Different from Germany there is no explicit provision in the Austrian Civil Procedure Code (ZPO) that generally prohibits the exploitation of unlawfully obtained evidence.2 Hence, an infringement of the “ban on taking evidence” generally remains unpunished insofar as even a “forbidden” taking of evidence does not fulfil the elements of essential procedural deficiency nor for procedural deficiency nor for nullity; therefore there is no specific right of appeal.3

According to parts of the Austrian doctrine4 the exclusion of evidence unlawfully obtained is supported if it violates the core area of fundamental rights and freedoms of the person affected (like e.g. the torture convention, which is not relevant in the aforementioned cases).

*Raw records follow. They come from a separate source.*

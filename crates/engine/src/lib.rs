//! Transform engine for named cipher algorithms and modes
//!
//! This crate turns an algorithm name and a mode name into a stateful
//! [`TransformContext`] that encrypts and decrypts in-memory buffers of any
//! length, and drives that context over unbounded `Read`/`Write` streams.
//!
//! # Overview
//!
//! - [`Catalog`] resolves names into descriptors and checks that the block
//!   or stream nature of an algorithm matches the mode it is paired with.
//! - [`TransformContext`] owns one keyed cipher unit, the stored key and
//!   IV, and applies either zero padding or the fixlength length-recovery
//!   trailer to block modes.
//! - [`stream`] processes data in bounded chunks while producing exactly
//!   the bytes the single-buffer path would.
//! - [`metadata`] answers sizing questions by name, with no context.
//!
//! # Example
//!
//! ```
//! use mcrypt_engine::TransformContext;
//!
//! let mut ctx = TransformContext::new("rijndael-128", "cbc")?;
//! ctx.key(&[0x2b; 16], Some(&[0u8; 16]))?;
//!
//! let ciphertext = ctx.encrypt(b"attack at dawn", true)?;
//! assert_eq!(ciphertext.len(), 16);
//!
//! ctx.reinit()?;
//! assert_eq!(ctx.decrypt(&ciphertext, true)?, b"attack at dawn");
//! # Ok::<(), mcrypt_engine::Error>(())
//! ```

#![forbid(unsafe_code)]

pub mod catalog;
pub mod config;
pub mod context;
pub mod global;
pub mod metadata;
pub mod padding;
pub mod stream;

pub use catalog::{AlgorithmEntry, Catalog, ModeEntry};
pub use config::EngineConfig;
pub use context::TransformContext;
pub use global::configure;
pub use stream::{decrypt_file, encrypt_file, transform_stream, StreamOptions};

// Re-export the API error system
pub use mcrypt_api::{Direction, Error, Result};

The predominant doctrine argues that a ban on the exploitation of evidence would require the judge to omit essential results of evidence and would therefore lead to an incorrect judgement5; exceptions are only supported in cases in which the evidence is the result of intolerable investigative measures.6

According to a decision of the Austrian Supreme Court (OGH 19.10.1999 GZ 4 Ob 247/99y) an unlawfully obtained tape recording may be used in exceptional cases (here: in case of obstacles to proof of evidence) and only after appropriate consideration of interests of the parties.7

To sum up, based on the facts in the case report, the Austrian Supreme Court would most probably decide that there is no general prohibition of the exploitation of unlawfully obtained evidence. As and insofar as the evidence in the cases underlying the decisions of the BAG and the ECtHR have not been obtained in breach of core areas of fundamental rights, even though the introduction of the controlling systems would be unlawful according to Austrian Law, the evidence unlawfully gathered could still be lawfully used and exploited in court.

Italy (Caterina Rucci, Fieldfisher): Under Italian law this scouting programme would have been equally considered as illegal. Italy, in fact, had a provision against remote control already in 1970, and this was an even criminally sanctioned provision.

More recently, some devices linked to work instruments, have been declared as admissible, and the data collected thought such devices can be used for “any employment purpose”, although an explicit reference is made by the new law also to Italian Data Protection law, and therefore this will further change once GPDR will be fully applicable.

What is quite interesting is that there is an almost equal Italian case, where a similar system, called “Super Scout” was declared unlawful in 2005 by the Court of Appeal of Milan, which confirmed the 1st instance Tribunal decision, and established that the data collected by such device could therefore not be used in in order to justify a termination.

The situation might be different now, after the changes introduced by the Jobs Act, but still an instrument enabling a continuous remote control on the websites visited by employees, would not be allowed.

Subject: Unfair dismissal, right to privacy
Parties: unknown
Court: Bundesarbeitsgericht (Federal Labour Court of Germany)
Date: 27 July 2017
Case number: 2 AZR 681/16
Hard copy publication: NJW 2017, pg. 3258
Internet publication: http://www.bag-urteil.com/27-07-2017-2-azr-681-16/

Notes:

1 Germany was one of the first countries to have a data protection law. It has existed since 1978 and is relatively strict by international standards.
2 cf Graf/ Schöberl, ZAS 2004/30,172.
3 cf G. Kodek, ÖJZ 2001,345; OGH 20.11.1997,2 Ob 272/97g; Rechberger in Fasching/Konecny2 Vor § 266 ZPO para 70 (status 30.04.2004, rdb. at).
4 cf Fasching, Zivilprozessrecht 2 para 936.
5 cf Rechberger in Rechberger, ZPO, para 24 Vor § 266; G. Kodek, Rechtswidrig erlangte Beweismittel im Zivilprozeß, 136 ff.
6 cf Rechberger in Rechberger, ZPO para 24 Vor § 266.
7 See G. Kodek, Die Verwertung rechtswidriger Tonbandaufnahmen und Abhörergebnisse im Zivilverfahren, ÖJZ 2001,334, who supports the subsidiarity of illegally obtained evidence.